(Data records)
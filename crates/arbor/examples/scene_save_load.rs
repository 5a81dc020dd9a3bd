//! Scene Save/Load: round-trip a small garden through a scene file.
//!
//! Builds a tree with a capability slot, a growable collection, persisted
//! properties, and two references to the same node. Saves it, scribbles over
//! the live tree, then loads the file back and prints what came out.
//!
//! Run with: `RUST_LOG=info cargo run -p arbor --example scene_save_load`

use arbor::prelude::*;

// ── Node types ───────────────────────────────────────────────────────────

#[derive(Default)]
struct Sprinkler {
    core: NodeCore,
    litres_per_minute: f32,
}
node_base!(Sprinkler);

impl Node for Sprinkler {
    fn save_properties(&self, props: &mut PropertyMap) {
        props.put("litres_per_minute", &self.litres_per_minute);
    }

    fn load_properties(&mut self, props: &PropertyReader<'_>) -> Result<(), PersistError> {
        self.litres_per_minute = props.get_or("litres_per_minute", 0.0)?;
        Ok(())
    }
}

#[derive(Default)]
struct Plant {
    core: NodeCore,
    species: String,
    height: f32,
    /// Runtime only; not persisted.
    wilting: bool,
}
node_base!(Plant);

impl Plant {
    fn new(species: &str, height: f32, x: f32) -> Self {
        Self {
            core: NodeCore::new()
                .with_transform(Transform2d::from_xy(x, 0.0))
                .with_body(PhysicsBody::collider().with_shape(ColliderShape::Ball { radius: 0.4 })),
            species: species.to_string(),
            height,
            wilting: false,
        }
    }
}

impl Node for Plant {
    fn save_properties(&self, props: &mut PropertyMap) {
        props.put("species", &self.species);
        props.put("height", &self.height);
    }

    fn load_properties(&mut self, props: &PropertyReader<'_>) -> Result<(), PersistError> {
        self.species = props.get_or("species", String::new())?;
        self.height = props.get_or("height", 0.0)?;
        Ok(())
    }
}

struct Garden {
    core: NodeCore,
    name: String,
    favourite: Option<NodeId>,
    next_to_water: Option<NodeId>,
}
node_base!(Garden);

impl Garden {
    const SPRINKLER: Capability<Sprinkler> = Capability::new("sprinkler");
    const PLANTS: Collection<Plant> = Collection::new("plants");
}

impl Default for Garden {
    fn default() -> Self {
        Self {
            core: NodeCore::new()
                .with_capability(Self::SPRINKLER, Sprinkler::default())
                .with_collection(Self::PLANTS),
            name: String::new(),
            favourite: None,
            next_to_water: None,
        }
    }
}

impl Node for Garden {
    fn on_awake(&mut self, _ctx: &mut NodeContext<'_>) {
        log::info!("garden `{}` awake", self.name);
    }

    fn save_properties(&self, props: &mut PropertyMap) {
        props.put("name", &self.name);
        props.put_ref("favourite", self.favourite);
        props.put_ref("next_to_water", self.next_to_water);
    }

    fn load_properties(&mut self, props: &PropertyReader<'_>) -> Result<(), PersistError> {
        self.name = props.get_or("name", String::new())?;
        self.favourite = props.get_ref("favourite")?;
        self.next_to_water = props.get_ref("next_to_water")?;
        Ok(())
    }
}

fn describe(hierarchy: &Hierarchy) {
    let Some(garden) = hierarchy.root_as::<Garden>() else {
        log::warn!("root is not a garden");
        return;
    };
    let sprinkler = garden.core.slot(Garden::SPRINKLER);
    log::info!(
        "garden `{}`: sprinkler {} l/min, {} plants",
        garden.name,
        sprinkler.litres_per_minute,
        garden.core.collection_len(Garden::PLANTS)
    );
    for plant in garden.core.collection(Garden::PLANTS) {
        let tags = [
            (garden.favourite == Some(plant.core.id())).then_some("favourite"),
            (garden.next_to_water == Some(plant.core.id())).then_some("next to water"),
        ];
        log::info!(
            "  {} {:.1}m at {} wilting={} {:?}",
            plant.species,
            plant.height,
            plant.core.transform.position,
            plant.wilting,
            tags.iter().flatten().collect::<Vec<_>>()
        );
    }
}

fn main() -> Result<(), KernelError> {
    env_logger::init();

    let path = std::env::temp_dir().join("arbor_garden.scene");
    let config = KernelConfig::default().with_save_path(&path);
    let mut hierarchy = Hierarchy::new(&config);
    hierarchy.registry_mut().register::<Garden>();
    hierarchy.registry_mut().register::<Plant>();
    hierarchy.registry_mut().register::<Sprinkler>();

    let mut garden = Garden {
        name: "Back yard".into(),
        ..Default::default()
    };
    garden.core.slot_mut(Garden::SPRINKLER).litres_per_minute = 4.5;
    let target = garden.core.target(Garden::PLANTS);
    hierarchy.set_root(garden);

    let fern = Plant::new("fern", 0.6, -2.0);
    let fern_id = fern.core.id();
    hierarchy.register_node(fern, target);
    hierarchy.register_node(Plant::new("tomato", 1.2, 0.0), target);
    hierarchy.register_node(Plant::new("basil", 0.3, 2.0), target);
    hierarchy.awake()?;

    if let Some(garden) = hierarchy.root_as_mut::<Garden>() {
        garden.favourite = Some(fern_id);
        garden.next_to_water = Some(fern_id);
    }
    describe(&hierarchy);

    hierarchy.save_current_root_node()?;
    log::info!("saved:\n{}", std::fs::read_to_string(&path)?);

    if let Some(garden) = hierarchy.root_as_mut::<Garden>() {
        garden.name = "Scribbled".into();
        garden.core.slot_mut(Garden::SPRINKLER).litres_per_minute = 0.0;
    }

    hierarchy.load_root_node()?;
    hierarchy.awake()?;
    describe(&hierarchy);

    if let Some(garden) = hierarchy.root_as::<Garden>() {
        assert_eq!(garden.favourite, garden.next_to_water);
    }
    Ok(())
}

(Exercise objective) Every line above in which the word "wilting" occurs needs to be copied.

(Written answer)
    wilting: bool,
            wilting: false,
            "  {} {:.1}m at {} wilting={} {:?}",
            plant.wilting,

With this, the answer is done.